The 02.11.19 at 07:53, zentara wrote:
I can't believe clara or gocr is the best I can find in linux, there must be something better :-?
(some ramblings)
O:-)
I think the luck your friend has with windows OCR is due to fonts. OCR software works good if it can match the fonts in it's libraries with the document fonts.
True.
It was probably a windows-made document so the windows-OCR worked well.
No, I used a magazine (an article from IEEE Computer, in fact) - I didn't intend to make it easy: it had dropping caps and figures. I keep one of the tests, and not the best one. This is part of what I got in windows - I have used Abiword to convert from rtf to ascii, and pine for line wrap; otherwise, untouched. The original is a color tiff file; I don't remember what was the name of the software, but it came with an HP scanner, and plugs into M$ Word: +++ Last July, for my first-anniver- i! sary column, I urged comput- Iing professionals to temper pride with humility ("Vanity - and Guilt, Humility and Pride," Computer, July 2001, pp. 104, 102-103). To justify the humility, I wrote that "the computing industry's blunder rate is far higher than it should be, and we must take professional responsibility for it." No one reacted! to this assertion, leaving me unsure if the silence sprang from collegial agreement or dismissive contempt. I But we must ++- (note that the first "L" is a dropping cap) And now, gocr in linux (I have only removed some empty lines to save space): +++ (PICTURE) d_T j Uly, _' (lr Illy _l C_t-d Ilnl Vtr- sary c_nlumn, l urEURed comput- 1' ng prc)fessl' ()nals Co temper prl' de wl' th huml' 11' ty ( " Vanl' ty and GJUl' It, HUnll' Il' ty and Prlde, " Cr)m_Mtey, July 200 1, pp. 1 04, l 02- 1 U.3). T(_ _' us_tl' fv, the huml' Il' ty, I wrote that " the c_umputt' ng t'nduStry'S blunder rate l' s t_ar hl'gher Chan 1_t shuuld be, an d we must take professl' onal responsl' bl' 11_ty fur 1' C. " Nu one reacCed Co thl' s assertl' nn, leavl' ng me unsure 1' f Che Sl' len__C Sprang ffom Collegl'al agreC- ment or dl' sml' ssJ've contempt. BUt We mUSC relnel_ber the bl underS ++- Well... that is very dissapointing.

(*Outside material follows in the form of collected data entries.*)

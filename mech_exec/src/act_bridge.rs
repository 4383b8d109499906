//! # Actuator Bridge
//!
//! Turns the latest control command into actuator frames at a fixed rate.
//!
//! Fresh commands are taken from the command slot each cycle and held by the bridge. What is
//! written then depends on the [`HoldPolicy`]:
//!
//! - `repeat`: the held command is written every cycle, so the controller keeps receiving its last
//!   demand even when the link goes quiet.
//! - `on_change`: a frame is only written when the held command's demand differs from the last
//!   frame written.
//!
//! Until the first command arrives the neutral command is written. If a failsafe timeout is set
//! and no fresh command has arrived within it, the neutral command replaces the held one.

// ------------------------------------------------------------------------------------------------
// IMPORTS
// ------------------------------------------------------------------------------------------------

use comms_if::{
    ctrl::ControlCommand,
    eqpt::act::ActFormat,
};
use log::{debug, info, trace, warn};
use serde::{Deserialize, Serialize};
use std::time::{Duration, Instant};
use util::{
    rate::{RateError, RateGovernor},
    slot::SharedLatestSlot,
    task::{LoopState, Shutdown, StateCell},
};

use crate::{params::MechExecParams, sink::ActuatorSink};

// ------------------------------------------------------------------------------------------------
// STRUCTS
// ------------------------------------------------------------------------------------------------

pub struct ActuatorBridge<S: ActuatorSink> {
    slot: SharedLatestSlot<ControlCommand>,

    sink: S,

    format: ActFormat,

    policy: HoldPolicy,

    neutral: ControlCommand,

    failsafe_timeout: Option<Duration>,

    rate: RateGovernor,

    /// Latest command taken from the slot and the time it was taken
    held: Option<(ControlCommand, Instant)>,

    /// Command in the last frame successfully written to the sink
    last_written: Option<ControlCommand>,

    failsafe_active: bool,

    num_consec_failures: u64,

    stats: BridgeStats,
}

/// Counters for the bridge, returned when it stops.
#[derive(Debug, Clone, Copy, Default, PartialEq, Eq, Serialize)]
pub struct BridgeStats {
    pub cycles: u64,
    pub written: u64,
    pub unchanged: u64,
    pub sink_failures: u64,
    pub failsafe_activations: u64,
}

// ------------------------------------------------------------------------------------------------
// ENUMS
// ------------------------------------------------------------------------------------------------

/// How the bridge treats a held command.
#[derive(Debug, Clone, Copy, PartialEq, Eq, Serialize, Deserialize)]
#[serde(rename_all = "snake_case")]
pub enum HoldPolicy {
    /// Write the held command every cycle.
    Repeat,

    /// Write only when the demand changes.
    OnChange,
}

/// What happened in one bridge cycle.
#[derive(Debug, Clone, Copy, PartialEq, Eq)]
pub enum BridgeCycle {
    /// A frame for this command was written.
    Written(ControlCommand),

    /// Nothing was written since the demand has not changed.
    Unchanged,

    /// The sink rejected the frame, the cycle was skipped.
    SinkFailed,
}

#[derive(Debug, thiserror::Error)]
pub enum BridgeError {
    #[error("Invalid actuator rate: {0}")]
    RateError(#[from] RateError),
}

// ------------------------------------------------------------------------------------------------
// IMPLS
// ------------------------------------------------------------------------------------------------

impl Default for HoldPolicy {
    fn default() -> Self {
        HoldPolicy::Repeat
    }
}

impl<S: ActuatorSink> ActuatorBridge<S> {
    pub fn new(
        params: &MechExecParams,
        slot: SharedLatestSlot<ControlCommand>,
        sink: S,
    ) -> Result<Self, BridgeError> {
        let rate = RateGovernor::from_hz("actuator_bridge", params.act_rate_hz)?;

        Ok(Self {
            slot,
            sink,
            format: params.act_format,
            policy: params.hold_policy,
            neutral: params.schema.neutral(),
            failsafe_timeout: params.failsafe_timeout(),
            rate,
            held: None,
            last_written: None,
            failsafe_active: false,
            num_consec_failures: 0,
            stats: BridgeStats::default(),
        })
    }

    pub fn stats(&self) -> BridgeStats {
        self.stats
    }

    /// The sink frames are written to.
    pub fn sink(&self) -> &S {
        &self.sink
    }

    /// Run a single cycle now.
    pub fn cycle(&mut self) -> BridgeCycle {
        self.cycle_at(Instant::now())
    }

    /// Run a single cycle as if at the given time.
    pub fn cycle_at(&mut self, now: Instant) -> BridgeCycle {
        self.stats.cycles += 1;

        if let Some(cmd) = self.slot.take() {
            if self.failsafe_active {
                info!("Command received, leaving failsafe");
                self.failsafe_active = false;
            }
            self.held = Some((cmd, now));
        }

        let target = self.target(now);

        if self.policy == HoldPolicy::OnChange {
            if let Some(last) = self.last_written {
                if last == target {
                    self.stats.unchanged += 1;
                    return BridgeCycle::Unchanged;
                }
            }
        }

        let frame = self.format.frame(&target);

        match self.sink.write_frame(&frame) {
            Ok(()) => {
                trace!("Wrote {:?} to {}", frame, self.sink.describe());
                if self.num_consec_failures > 0 {
                    info!(
                        "Actuator sink {} recovered after {} failed cycles",
                        self.sink.describe(),
                        self.num_consec_failures
                    );
                    self.num_consec_failures = 0;
                }
                self.last_written = Some(target);
                self.stats.written += 1;
                BridgeCycle::Written(target)
            }
            Err(e) => {
                self.num_consec_failures += 1;
                self.stats.sink_failures += 1;

                if self.num_consec_failures == 1 {
                    warn!("Skipping actuator cycle, {} failed: {}", self.sink.describe(), e);
                } else {
                    debug!(
                        "Skipping actuator cycle, {} failed ({} consecutive): {}",
                        self.sink.describe(),
                        self.num_consec_failures,
                        e
                    );
                }

                BridgeCycle::SinkFailed
            }
        }
    }

    /// Run cycles at the configured rate until shutdown is requested, returning the stats.
    pub fn run(mut self, shutdown: &Shutdown, state: &StateCell) -> BridgeStats {
        state.set(LoopState::Running);
        info!(
            "Actuator bridge running at {:.1} Hz to {} ({:?}, {:?})",
            1.0 / self.rate.period().as_secs_f64(),
            self.sink.describe(),
            self.format,
            self.policy
        );

        while shutdown.should_continue() {
            self.rate.cycle_start();
            self.cycle();
            self.rate.cycle_end();
        }

        state.set(LoopState::Draining);
        info!(
            "Actuator bridge stopping, {} cycles, {} written, {} sink failures, {} overruns",
            self.stats.cycles, self.stats.written, self.stats.sink_failures, self.rate.num_overruns
        );

        self.stats
    }

    /// Work out which command this cycle should act on.
    fn target(&mut self, now: Instant) -> ControlCommand {
        let (cmd, received) = match self.held {
            Some(h) => h,
            None => return self.neutral,
        };

        match self.failsafe_timeout {
            Some(timeout) if now.saturating_duration_since(received) >= timeout => {
                if !self.failsafe_active {
                    warn!(
                        "No command received for {:?}, writing neutral until the link recovers",
                        timeout
                    );
                    self.failsafe_active = true;
                    self.stats.failsafe_activations += 1;
                }
                self.neutral
            }
            _ => cmd,
        }
    }
}

// ------------------------------------------------------------------------------------------------
// TESTS
// ------------------------------------------------------------------------------------------------
//! Utility library for the teleoperation software

// ---------------------------------------------------------------------------
// MODULES
// ---------------------------------------------------------------------------

pub mod host;
pub mod logger;
pub mod maths;
pub mod params;
pub mod rate;
pub mod session;
pub mod slot;
pub mod task;
pub mod time;
//! # Camera Equipment Communications Module
//!
//! Each frame travels over the video link as a single datagram containing one complete JPEG image.
//! There is no header or sequence number, a datagram either decodes on its own or it is discarded.

// ------------------------------------------------------------------------------------------------
// IMPORTS
// ------------------------------------------------------------------------------------------------

use chrono::{DateTime, Utc};
use image::{DynamicImage, GenericImageView, ImageOutputFormat};

// ------------------------------------------------------------------------------------------------
// CONSTANTS
// ------------------------------------------------------------------------------------------------

/// Lowest accepted JPEG quality.
pub const MIN_JPEG_QUALITY: u8 = 1;

/// Highest accepted JPEG quality.
pub const MAX_JPEG_QUALITY: u8 = 100;

// ------------------------------------------------------------------------------------------------
// STRUCTS
// ------------------------------------------------------------------------------------------------

/// A decoded image along with the time it was acquired.
#[derive(Clone)]
pub struct CamImage {
    /// UTC timestamp at which the frame was acquired
    pub timestamp: DateTime<Utc>,

    /// The image itself
    pub image: DynamicImage,
}

/// A JPEG compressed image, exactly as it is carried in a datagram.
#[derive(Debug, Clone, PartialEq, Eq)]
pub struct EncodedFrame {
    data: Vec<u8>,
}

// ------------------------------------------------------------------------------------------------
// ENUMS
// ------------------------------------------------------------------------------------------------

#[derive(Debug, thiserror::Error)]
pub enum FrameError {
    #[error("Could not encode the image: {0}")]
    EncodeError(image::ImageError),

    #[error("Could not decode the frame: {0}")]
    DecodeError(image::ImageError),

    #[error("The frame is empty")]
    Empty,
}

// ------------------------------------------------------------------------------------------------
// IMPLS
// ------------------------------------------------------------------------------------------------

impl CamImage {
    /// Create a new image acquired now.
    pub fn now(image: DynamicImage) -> Self {
        Self {
            timestamp: Utc::now(),
            image,
        }
    }

    /// Width and height of the image in pixels.
    pub fn dimensions(&self) -> (u32, u32) {
        self.image.dimensions()
    }

    /// Compress this image to JPEG at the given quality, which is clamped into the range 1 to 100.
    pub fn encode(&self, quality: u8) -> Result<EncodedFrame, FrameError> {
        let quality = quality.max(MIN_JPEG_QUALITY).min(MAX_JPEG_QUALITY);

        let mut data = Vec::<u8>::new();
        self.image
            .write_to(&mut data, ImageOutputFormat::Jpeg(quality))
            .map_err(FrameError::EncodeError)?;

        Ok(EncodedFrame { data })
    }
}

impl EncodedFrame {
    /// Wrap bytes received from the network.
    pub fn from_bytes(data: Vec<u8>) -> Self {
        Self { data }
    }

    pub fn as_bytes(&self) -> &[u8] {
        &self.data
    }

    pub fn len(&self) -> usize {
        self.data.len()
    }

    pub fn is_empty(&self) -> bool {
        self.data.is_empty()
    }

    /// Decode the frame into an image.
    pub fn decode(&self) -> Result<DynamicImage, FrameError> {
        decode_jpeg(&self.data)
    }
}

// ------------------------------------------------------------------------------------------------
// FUNCTIONS
// ------------------------------------------------------------------------------------------------

/// Decode a JPEG image from a buffer. Truncated or corrupt buffers are an error.
pub fn decode_jpeg(data: &[u8]) -> Result<DynamicImage, FrameError> {
    if data.is_empty() {
        return Err(FrameError::Empty);
    }

    image::load_from_memory_with_format(data, image::ImageFormat::Jpeg)
        .map_err(FrameError::DecodeError)
}

// ------------------------------------------------------------------------------------------------
// TESTS
// ------------------------------------------------------------------------------------------------

#[cfg(test)]
mod test {
    use super::*;
    use image::{Rgb, RgbImage};

    fn gradient(width: u32, height: u32) -> CamImage {
        CamImage::now(DynamicImage::ImageRgb8(RgbImage::from_fn(
            width,
            height,
            |x, y| Rgb([(x % 256) as u8, (y % 256) as u8, 128]),
        )))
    }

    #[test]
    fn test_round_trip_keeps_dimensions() {
        let img = gradient(320, 240);

        for q in [1u8, 50, 80, 100].iter() {
            let frame = img.encode(*q).unwrap();
            assert!(!frame.is_empty());
            assert_eq!(frame.decode().unwrap().dimensions(), (320, 240));
        }
    }

    #[test]
    fn test_quality_is_clamped() {
        let img = gradient(16, 16);
        assert_eq!(img.encode(0).unwrap(), img.encode(1).unwrap());
        assert_eq!(img.encode(255).unwrap(), img.encode(100).unwrap());
    }

    #[test]
    fn test_quality_changes_size() {
        let img = gradient(256, 256);
        assert!(img.encode(10).unwrap().len() < img.encode(95).unwrap().len());
    }

    #[test]
    fn test_corrupt_frames() {
        let frame = gradient(64, 64).encode(80).unwrap();

        // Cut off inside the header
        let head = frame.as_bytes()[..20].to_vec();
        assert!(EncodedFrame::from_bytes(head).decode().is_err());

        // Missing the start of the image
        let tail = frame.as_bytes()[frame.len() / 2..].to_vec();
        assert!(EncodedFrame::from_bytes(tail).decode().is_err());

        // Not an image
        assert!(matches!(
            decode_jpeg(b"45,80,0,0,1\n"),
            Err(FrameError::DecodeError(_))
        ));
        assert!(matches!(decode_jpeg(&[]), Err(FrameError::Empty)));
    }
}
//! # Line framing
//!
//! Splits a byte stream into newline terminated records. Partial records are kept across reads, so
//! a record split over two TCP segments (or over a read timeout) is reassembled. Records longer
//! than the configured limit are discarded up to their terminating newline.

// ------------------------------------------------------------------------------------------------
// STRUCTS
// ------------------------------------------------------------------------------------------------

#[derive(Debug)]
pub struct LineFramer {
    buffer: Vec<u8>,
    max_len: usize,
    discarding: bool,
    num_overlong: u64,
}

// ------------------------------------------------------------------------------------------------
// IMPLS
// ------------------------------------------------------------------------------------------------

impl LineFramer {
    /// Create a new framer which accepts records of up to `max_len` bytes, not counting the
    /// newline.
    pub fn new(max_len: usize) -> Self {
        Self {
            buffer: Vec::with_capacity(max_len.min(4096)),
            max_len,
            discarding: false,
            num_overlong: 0,
        }
    }

    /// Add bytes read from the stream, returning any records they complete.
    pub fn push(&mut self, bytes: &[u8]) -> Vec<Vec<u8>> {
        let mut records = Vec::new();

        for &b in bytes {
            if b == b'\n' {
                if self.discarding {
                    self.discarding = false;
                } else {
                    records.push(std::mem::take(&mut self.buffer));
                }
                self.buffer.clear();
            } else if !self.discarding {
                if self.buffer.len() >= self.max_len {
                    self.buffer.clear();
                    self.discarding = true;
                    self.num_overlong += 1;
                } else {
                    self.buffer.push(b);
                }
            }
        }

        records
    }

    /// Drop any partial record, used when the stream is closed.
    pub fn reset(&mut self) {
        self.buffer.clear();
        self.discarding = false;
    }

    /// Number of bytes of the current partial record.
    pub fn pending(&self) -> usize {
        self.buffer.len()
    }

    /// Number of records discarded for exceeding the length limit.
    pub fn num_overlong(&self) -> u64 {
        self.num_overlong
    }
}

// ------------------------------------------------------------------------------------------------
// TESTS
// ------------------------------------------------------------------------------------------------

#[cfg(test)]
mod test {
    use super::*;

    #[test]
    fn test_split_records() {
        let mut f = LineFramer::new(64);

        assert_eq!(f.push(b"45,80,0,0,1\n90,0,0,0,0\n"), vec![
            b"45,80,0,0,1".to_vec(),
            b"90,0,0,0,0".to_vec()
        ]);
        assert_eq!(f.pending(), 0);
    }

    #[test]
    fn test_partial_records() {
        let mut f = LineFramer::new(64);

        assert!(f.push(b"45,8").is_empty());
        assert_eq!(f.pending(), 4);
        assert!(f.push(b"0,0,").is_empty());
        assert_eq!(f.push(b"0,1\n46"), vec![b"45,80,0,0,1".to_vec()]);
        assert_eq!(f.pending(), 2);

        f.reset();
        assert_eq!(f.push(b",0,0,0,0\n"), vec![b",0,0,0,0".to_vec()]);
    }

    #[test]
    fn test_overlong_records() {
        let mut f = LineFramer::new(4);

        assert_eq!(f.push(b"123456789\n12\n"), vec![b"12".to_vec()]);
        assert_eq!(f.num_overlong(), 1);

        // Exactly at the limit is accepted
        assert_eq!(f.push(b"1234\n"), vec![b"1234".to_vec()]);
        assert_eq!(f.num_overlong(), 1);
    }
}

I must say, however, that the other day I tried the first page of The Silmarillion, and gocr got it much better than the above - I had to set the scanner for gray, though.
You try to scan it on linux, and do OCR, and get bad results because linux dosn't know about the window's font that was used.
It should be able to learn. Clara claims to do it... And gocr complains about some database not found.
Matching the document font to the fonts available to the OCR program is the key. So it's no surprise that windows OCR works better than linux OCR since most of the documents out there were made with windows.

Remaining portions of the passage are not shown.